The Anzourou region is made up of some fifty villages and hamlets, part of Tillabéri, a vast area of 100,000 square kilometers (39,000 square miles) on the borders of Mali and Burkina Faso which is home to different ethnic groups such as the Djerma, the Peuls, Touareg and Hausa.
The region known as the “three borders” straddling the borders of the three counties has long been troubled by land disputes, trafficking, desertification and the fragile presence of the State.
The vast arid region, along with central Mali, has become the worst affected area in the jihadists’ nine-year campaign in the Sahel. Thousands of people have died and tens of thousands have fled their homes.
“We sleep with a knot in our stomachs and a hand on our hearts,” says Abdou Oumarou, from the village of Gadabo. “We jump at the slightest engine noise.”
The mayor of Anzourou, Halidou Zibo, wearing the national colors of Niger on his scarf, said: “Thefts, looting, granary fires and targeted killings continue. Terrorists shoot anything that moves, including children.
A food crisis is “looming”, he warned.
Farmers forced to leave the fields
In March, authorities returned around 12,000 Tillabéri residents to their homes, deploying heavily armed soldiers to protect them.
But things are far from being back to normal.

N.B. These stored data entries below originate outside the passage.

//! Services module
//!
//! This module contains business logic services

pub mod access;
pub mod approval;
pub mod notification;
pub mod subscription;

// Re-export commonly used services
pub use access::{AccessDecision, AccessGate};
pub use approval::{AdminDecision, ApprovalService, DecisionKind, DecisionOutcome};
pub use notification::{NotificationResult, NotificationService};
pub use subscription::SubscriptionVerifier;

use crate::config::settings::Settings;
use crate::database::DatabaseService;
use crate::middleware::AuthMiddleware;
use teloxide::Bot;

/// Service factory for creating and managing all services
#[derive(Clone)]
pub struct ServiceFactory {
    pub settings: Settings,
    pub database: DatabaseService,
    pub auth: AuthMiddleware,
    pub notifier: NotificationService,
    pub verifier: SubscriptionVerifier,
    pub access_gate: AccessGate,
    pub approvals: ApprovalService,
}

impl ServiceFactory {
    /// Create a new ServiceFactory with all services initialized
    pub fn new(bot: Bot, settings: Settings, database: DatabaseService) -> Self {
        let admin_id = settings.bot.admin_id;
        let auth = AuthMiddleware::new(admin_id);
        let notifier = NotificationService::new(bot.clone());
        let verifier = SubscriptionVerifier::new(bot);
        let access_gate = AccessGate::new(database.clone(), notifier.clone(), verifier.clone(), admin_id);
        let approvals = ApprovalService::new(database.clone(), notifier.clone(), auth);

        Self {
            settings,
            database,
            auth,
            notifier,
            verifier,
            access_gate,
            approvals,
        }
    }

    pub fn admin_id(&self) -> i64 {
        self.auth.admin_id()
    }
}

The last massacre of civilians in Anzourou took place on August 21 in the village of Theim, where armed men arrived on foot and killed 19 worshipers in a mosque.
The attackers issued an ultimatum for the residents to leave and nearly 2,000 residents fled several villages to seek refuge in Sara-Koira, authorities said.
“Those who dared to go to their fields were killed,” said Hadjia Sibti, president of the Anzourou women’s association. “They are stalking us in our huts and even in mosques.”
Resident Mamoudou Sabo, sporting a short white beard and a faded yellow kaftan, said he was afraid to venture into his fields, preferring to stay in the relative safety of Sara-Koira, who was patrolled by soldiers.
Sabo called for even more security against “bloody terrorists”.
The father of 11, who abandoned his 10-hectare (25-acre) farm, praised the generosity of the people of Sara-Koira who donated plots of land to farmers who fled their fields, allowing them to grow crops. millet, corn and beans.
Politicians in the Tillaberi region are calling for tighter security measures.
They say the jihadists had started riding camels and bicycles instead of motorcycles, which had been banned in the region.
President Mohamed Bazoum made his first visit to the region on Saturday since his election in late February to Niger, one of the poorest countries in the world.
He pledged continued food aid and enhanced security.
Speaking to Sara-Koira, Bazoum pledged to fight “the problem at its root” by closing the entry points at Inates, a town on the border with Mali which he said was the route taken by ” terrorists “.
On December 10, 2019, a jihadist attack in Inates left 71 Nigerien soldiers dead.
In nearby Tondikiwindi, 100 civilians were killed in January by men who broke into motorcycles before fleeing to the Malian border.
Two years earlier, in the same area, four members of the US special forces and five Nigerien soldiers were killed in an ambush by the Islamic State group.
Since then, “the balance of power has changed considerably” in favor of the army, Mr. Bazoum said.
He argued that the attackers have returned to targeting “unarmed innocents”, committing “large-scale massacres” in remote villages.